You shouldn't have to run Matlab to prove that Octave is a sound alternative. You should run Octave instead.
 
(I've done that, thus eliminating the constraint of only one seat of the Signal Processing Toolbox)  If you write any portion of Octave toolboxes such that they will not run on MATLAB it is a risk that some portion of code that we develop will not run on a customer's machine who is running MATLAB.  Industry is settled on MATLAB, and not being able to collaborate with customers and industry partners is a huge risk factor.

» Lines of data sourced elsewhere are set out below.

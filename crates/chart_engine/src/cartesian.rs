//! Cartesian plot-area solver and pixel <-> data mapping
//!
//! The solver measures every axis stack against the full available size,
//! derives a plot rectangle from the stack sizes and margins, then arranges
//! the stacks around it. Arranging can change an axis' desired size (labels
//! wrap onto more rows once the real width is known), in which case the plot
//! rectangle is recomputed and the stacks are arranged again.

use crate::axis::{Axis, LayoutContext};
use crate::config::EngineSettings;
use crate::stack::{AxisStack, AxisStacks};
use crate::value::DataValue;
use crate::view::ViewContext;
use chart_geometry::{Point, Rect};

/// Result of one cartesian layout
#[derive(Debug, Clone, Copy, PartialEq)]
pub struct CartesianLayout {
    /// Final plot rectangle, before zoom
    pub plot_rect: Rect,
    /// Arrange passes the solver needed
    pub passes: usize,
    /// False when the pass cap was hit and the last rectangle was accepted as-is
    pub converged: bool,
}

/// Plot rectangle left over after the four stacks take their room.
///
/// Each side reserves the larger of its own stack extent (plus that stack's
/// own margins) and the margins the crossing stacks ask for at that side.
pub fn calculate_plot_area_rect(
    available: &Rect,
    left: &AxisStack,
    top: &AxisStack,
    right: &AxisStack,
    bottom: &AxisStack,
    rounding: bool,
) -> Rect {
    let left_margin = left.desired_margin();
    let top_margin = top.desired_margin();
    let right_margin = right.desired_margin();
    let bottom_margin = bottom.desired_margin();

    let left_offset = (left.desired_width() + left_margin.left + left_margin.right)
        .max(top_margin.left.max(bottom_margin.left));
    let top_offset = (top.desired_height() + top_margin.top + top_margin.bottom)
        .max(left_margin.top.max(right_margin.top));
    let right_offset = (right.desired_width() + right_margin.left + right_margin.right)
        .max(top_margin.right.max(bottom_margin.right));
    let bottom_offset = (bottom.desired_height() + bottom_margin.top + bottom_margin.bottom)
        .max(left_margin.bottom.max(right_margin.bottom));

    let x = available.x + left_offset;
    let y = available.y + top_offset;
    let rect = Rect::new(
        x,
        y,
        available.right() - right_offset - x,
        available.bottom() - bottom_offset - y,
    );

    if rounding {
        rect.round()
    } else {
        rect
    }
}

/// Measure and arrange all cartesian axes into `available`
pub(crate) fn arrange_axes(
    axes: &mut [Axis],
    available: Rect,
    ctx: &LayoutContext<'_>,
    settings: &EngineSettings,
) -> CartesianLayout {
    let mut stacks = AxisStacks::from_axes(axes);
    stacks.measure(axes, available.size(), ctx);

    let max_passes = settings.max_layout_passes.max(1);
    let rounding = settings.layout_rounding;
    let mut plot_rect = stacks_plot_rect(&available, &stacks, rounding);
    let mut passes = 0;

    loop {
        if passes == max_passes {
            tracing::warn!(
                target: "chart_engine::layout",
                passes,
                ?plot_rect,
                "plot area did not converge, keeping last layout"
            );
            debug_assert!(false, "plot area layout did not converge in {} passes", passes);
            return CartesianLayout {
                plot_rect,
                passes,
                converged: false,
            };
        }
        passes += 1;

        let valid = arrange_stacks(axes, &mut stacks, &plot_rect, ctx);
        tracing::trace!(target: "chart_engine::layout", passes, ?plot_rect, valid, "plot area pass");
        if valid {
            return CartesianLayout {
                plot_rect,
                passes,
                converged: true,
            };
        }

        plot_rect = stacks_plot_rect(&available, &stacks, rounding);
    }
}

fn stacks_plot_rect(available: &Rect, stacks: &AxisStacks, rounding: bool) -> Rect {
    calculate_plot_area_rect(
        available,
        &stacks.left,
        &stacks.top,
        &stacks.right,
        &stacks.bottom,
        rounding,
    )
}

/// Arrange every stack around `plot`. Returns false if any axis changed its
/// desired extent, after folding the change into the stack totals.
fn arrange_stacks(
    axes: &mut [Axis],
    stacks: &mut AxisStacks,
    plot: &Rect,
    ctx: &LayoutContext<'_>,
) -> bool {
    let mut valid = true;

    let mut last_right = plot.x;
    for index in stacks.left.axes().to_vec() {
        let axis = &mut axes[index];
        let before = axis.desired_size().width;
        let rect = Rect::new(last_right - before, plot.y, before, plot.height);
        last_right = rect.x;
        axis.arrange(rect, ctx);

        let after = axis.desired_size().width;
        if after != before {
            stacks.left.desired_width += after - before;
            valid = false;
        }
    }

    let mut last_bottom = plot.y;
    for index in stacks.top.axes().to_vec() {
        let axis = &mut axes[index];
        let before = axis.desired_size().height;
        let rect = Rect::new(plot.x, last_bottom - before, plot.width, before);
        last_bottom = rect.y;
        axis.arrange(rect, ctx);

        let after = axis.desired_size().height;
        if after != before {
            stacks.top.desired_height += after - before;
            valid = false;
        }
    }

    let mut last_left = plot.right();
    for index in stacks.right.axes().to_vec() {
        let axis = &mut axes[index];
        let before = axis.desired_size().width;
        let rect = Rect::new(last_left, plot.y, before, plot.height);
        last_left += before;
        axis.arrange(rect, ctx);

        let after = axis.desired_size().width;
        if after != before {
            stacks.right.desired_width += after - before;
            valid = false;
        }
    }

    let mut last_top = plot.bottom();
    for index in stacks.bottom.axes().to_vec() {
        let axis = &mut axes[index];
        let before = axis.desired_size().height;
        let rect = Rect::new(plot.x, last_top, plot.width, before);
        last_top += before;
        axis.arrange(rect, ctx);

        let after = axis.desired_size().height;
        if after != before {
            stacks.bottom.desired_height += after - before;
            valid = false;
        }
    }

    valid
}

/// Convert a pixel to `(first, second)` domain values.
///
/// The pan offset is removed first, then each axis maps the coordinate
/// against the zoomed virtual plot rectangle.
pub fn point_to_data(
    first: Option<&Axis>,
    second: Option<&Axis>,
    point: Point,
    plot_rect: &Rect,
    view: &ViewContext,
) -> (Option<DataValue>, Option<DataValue>) {
    let pan = view.pan_offset(plot_rect);
    let virtual_rect = view.virtual_rect(plot_rect);
    let x = point.x - pan.x;
    let y = point.y - pan.y;

    (
        first.and_then(|axis| axis.physical_to_data(x, &virtual_rect)),
        second.and_then(|axis| axis.physical_to_data(y, &virtual_rect)),
    )
}

/// Convert domain values to a pixel; a coordinate is NaN when its axis is
/// missing or the value is not in the axis domain
pub fn data_to_point(
    first: Option<&Axis>,
    second: Option<&Axis>,
    first_value: &DataValue,
    second_value: &DataValue,
    plot_rect: &Rect,
    view: &ViewContext,
) -> Point {
    let pan = view.pan_offset(plot_rect);
    let virtual_rect = view.virtual_rect(plot_rect);

    let x = first
        .and_then(|axis| axis.plot_info(first_value))
        .map_or(f64::NAN, |info| info.center_x(&virtual_rect) + pan.x);
    let y = second
        .and_then(|axis| axis.plot_info(second_value))
        .map_or(f64::NAN, |info| info.center_y(&virtual_rect) + pan.y);

    Point::new(x, y)
}
//! Integration tests for chart area layout
//!
//! These drive a chart area the way a host does: attach a view and axes,
//! arrange into an available rectangle, then query the plot area and convert
//! between pixels and data.

use chart_engine::{
    AnnotationGeometry, AnnotationKind, AreaState, Axis, AxisHorizontalLocation,
    AxisLastLabelVisibility, AxisType, ChartArea, ChartGrid, ContentKind, ContentMeasurer,
    DataValue, InvalidateFlags, NotLoadedReason, Point, Rect, Size, ViewContext,
};

/// Every label is 24x14 pixels
struct FixedMeasurer;

impl ContentMeasurer for FixedMeasurer {
    fn measure(&self, _content: &str, _kind: ContentKind) -> Size {
        Size::new(24.0, 14.0)
    }
}

fn area_with_fixed_labels() -> ChartArea {
    let mut area = ChartArea::cartesian().with_measurer(Box::new(FixedMeasurer));
    area.attach_view(ViewContext::default()).unwrap();
    area
}

fn value_axis(axis_type: AxisType, visibility: AxisLastLabelVisibility) -> Axis {
    Axis::numerical(axis_type)
        .with_range(0.0, 10.0)
        .with_major_step(5.0)
        .with_last_label_visibility(visibility)
}

#[test]
fn test_plot_rect_between_left_and_bottom_axes() {
    let mut area = area_with_fixed_labels();
    area.add_axis(value_axis(AxisType::First, AxisLastLabelVisibility::Clip), AxisType::First);
    area.add_axis(value_axis(AxisType::Second, AxisLastLabelVisibility::Clip), AxisType::Second);

    let plot = area.arrange(Rect::new(0.0, 0.0, 200.0, 100.0)).unwrap();

    // left axis: line 1 + tick 5 + label 24; bottom axis: line 1 + tick 5 + label 14
    assert_eq!(plot, Rect::new(30.0, 0.0, 170.0, 80.0));
    let layout = area.plot_area().unwrap();
    assert!(layout.converged);
    assert_eq!(layout.virtual_rect, plot);
}

#[test]
fn test_empty_stacks_take_only_cross_margins() {
    let mut area = area_with_fixed_labels();
    area.add_axis(value_axis(AxisType::First, AxisLastLabelVisibility::Visible), AxisType::First);
    area.add_axis(
        value_axis(AxisType::Second, AxisLastLabelVisibility::Visible)
            .with_horizontal_location(AxisHorizontalLocation::Right),
        AxisType::Second,
    );

    let plot = area.arrange(Rect::new(0.0, 0.0, 200.0, 100.0)).unwrap();

    // no left or top axes: those offsets come from the crossing stacks only
    assert_eq!(plot.x, 0.0);
    assert_eq!(plot.y, 7.0);
    assert_eq!(plot.right(), 170.0);
    assert_eq!(plot.bottom(), 80.0);
}

#[test]
fn test_polar_angle_normalization() {
    let mut area = ChartArea::polar(0.0);
    area.attach_view(ViewContext::default()).unwrap();
    area.set_polar_axis(Axis::numerical(AxisType::First).with_range(0.0, 10.0))
        .unwrap();
    area.set_angle_axis(Axis::radial_numerical()).unwrap();

    assert_eq!(area.normalize_angle(90.0), 270.0);
    assert_eq!(area.normalize_angle(0.0), 0.0);
}

#[test]
fn test_conversions_before_update_return_nothing() {
    let mut area = area_with_fixed_labels();
    let x = area.add_axis(Axis::numerical(AxisType::First), AxisType::First);
    area.add_axis(Axis::numerical(AxisType::Second), AxisType::Second);
    assert_eq!(area.state(), AreaState::Operational);

    assert_eq!(area.point_to_data(Point::new(50.0, 50.0)), (None, None));
    assert!(area
        .data_to_point(&DataValue::Number(1.0), &DataValue::Number(1.0))
        .is_nan());

    // a data change resets the axes until the next arrange
    area.arrange(Rect::new(0.0, 0.0, 200.0, 100.0)).unwrap();
    area.set_axis_data_extent(x, 0.0, 40.0).unwrap();
    assert_eq!(area.point_to_data(Point::new(50.0, 50.0)), (None, None));

    area.arrange(Rect::new(0.0, 0.0, 200.0, 100.0)).unwrap();
    let (first, second) = area.point_to_data(Point::new(100.0, 40.0));
    assert!(first.is_some() && second.is_some());
}

#[test]
fn test_nested_updates_invalidate_once() {
    let mut area = area_with_fixed_labels();
    area.take_invalidations();

    area.begin_update();
    area.begin_update();
    area.add_axis(Axis::numerical(AxisType::First), AxisType::First);
    area.add_annotation(AnnotationKind::Custom {
        first: DataValue::Number(1.0),
        second: DataValue::Number(1.0),
    });
    area.end_update(false);
    area.end_update(true);

    assert_eq!(area.take_invalidations(), vec![InvalidateFlags::ALL]);
}

#[test]
fn test_incomplete_area_reports_reasons() {
    let mut area = area_with_fixed_labels();
    area.add_axis(Axis::numerical(AxisType::Second), AxisType::Second);

    assert_eq!(area.state(), AreaState::AxesIncomplete);
    let keys: Vec<&str> = area.not_loaded_reasons().iter().map(|r| r.key()).collect();
    assert_eq!(keys, vec!["NoHorizontalAxis"]);
    assert_eq!(area.not_loaded_reasons(), vec![NotLoadedReason::NoHorizontalAxis]);

    let available = Rect::new(0.0, 0.0, 200.0, 100.0);
    assert_eq!(area.arrange(available).unwrap(), available);
}

#[test]
fn test_zoomed_area_maps_through_virtual_rect() {
    let mut area = area_with_fixed_labels();
    area.add_axis(
        Axis::numerical(AxisType::First).with_range(0.0, 100.0).with_major_step(10.0),
        AxisType::First,
    );
    area.add_axis(value_axis(AxisType::Second, AxisLastLabelVisibility::Clip), AxisType::Second);
    area.set_zoom(2.0, 1.0).unwrap();
    area.set_plot_origin(-0.5, 0.0);

    let plot = area.arrange(Rect::new(0.0, 0.0, 230.0, 100.0)).unwrap();
    let layout = *area.plot_area().unwrap();
    assert_eq!(layout.virtual_rect.width, plot.width * 2.0);

    // panned half a plot width: the left plot edge shows the middle of the data
    let (first, _) = area.point_to_data(Point::new(plot.x, plot.y));
    let first = first.and_then(|v| v.as_f64()).unwrap();
    assert!((first - 25.0).abs() < 1e-9);
}

#[test]
fn test_grid_and_annotations_follow_arrange() {
    let mut area = area_with_fixed_labels();
    let x = area.add_axis(value_axis(AxisType::First, AxisLastLabelVisibility::Clip), AxisType::First);
    area.add_axis(value_axis(AxisType::Second, AxisLastLabelVisibility::Clip), AxisType::Second);
    area.set_grid(Some(ChartGrid::new()));
    let band = area.add_annotation(AnnotationKind::PlotBand {
        axis: x,
        from: DataValue::Number(0.0),
        to: DataValue::Number(5.0),
    });

    let plot = area.arrange(Rect::new(0.0, 0.0, 200.0, 100.0)).unwrap();

    let grid = area.grid().unwrap();
    assert!(grid.is_valid());
    assert_eq!(grid.first_lines().len(), 3);
    assert_eq!(grid.second_lines().len(), 3);

    let annotation = area.annotation(band).unwrap();
    assert_eq!(
        annotation.geometry(),
        Some(&AnnotationGeometry::Band(Rect::new(plot.x, plot.y, plot.width / 2.0, plot.height)))
    );

    area.invalidate(InvalidateFlags::RESET_ANNOTATIONS);
    assert!(area.annotation(band).unwrap().geometry().is_none());
}

#[test]
fn test_polar_round_trip_through_area() {
    let mut area = ChartArea::polar(45.0);
    area.attach_view(ViewContext::default()).unwrap();
    area.set_polar_axis(Axis::numerical(AxisType::First).with_range(0.0, 10.0))
        .unwrap();
    area.set_angle_axis(Axis::radial_categorical().with_categories(["N", "E", "S", "W"]))
        .unwrap();

    let plot = area.arrange(Rect::new(0.0, 0.0, 300.0, 200.0)).unwrap();
    assert_eq!(plot.width, plot.height);

    let point = area.data_to_point(&DataValue::Number(5.0), &DataValue::from("S"));
    assert!(!point.is_nan());
    let (radius, angle) = area.point_to_data(point);
    let radius = radius.and_then(|v| v.as_f64()).unwrap();
    assert!((radius - 5.0).abs() < 1e-9);
    assert_eq!(angle, Some(DataValue::from("S")));
}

Everybody is free to develop toolboxes in Matlab-compatible way or not. But I think the goal of octave-forge packages is to develop toolboxes primarily for Octave. It's not to develop toolboxes that can be used as a drop-in replacement in Matlab, allowing users to work around Mathworks license fees. I even think it's wise to do it that way. As someone mentioned a few months ago, Octave is not a concern for Mathworks. But doing what you suggest has the potential to change that.
 
JAVA.  I've developed specialized GUIs using the MATLAB/JAVA interface.  Scroll panels, trees, tabs, splitpanes, and much more are not in the default MATLAB handles graphics system.

Indeed. And you can do (at least partially) the same using the java package from octave-forge (except that java GUI does not work on OS X, because of limitations on that platform). But if you're thinking about mixing regular Matlab handle graphics object and plain Java GUI, then afaik you're using Matlab undocumented/unsupported internals and what you do now can break on the next Matlab release if Mathworks decides so.

Michael.
 


Jacob, no pressure here ;), but getting the IDE is a key for the engineers I know to be willing to adopt Octave.  I've subscribed to your blog as well as most of the other summer of code participants.  Keep us informed.

I might be able to help Ben Lewis with the Wavelets.  It is an area of interest and I should be picking up an ATI short course at the end of February. 

I think I can come up with a good oct2mat solution, but that will have to wait until this winter.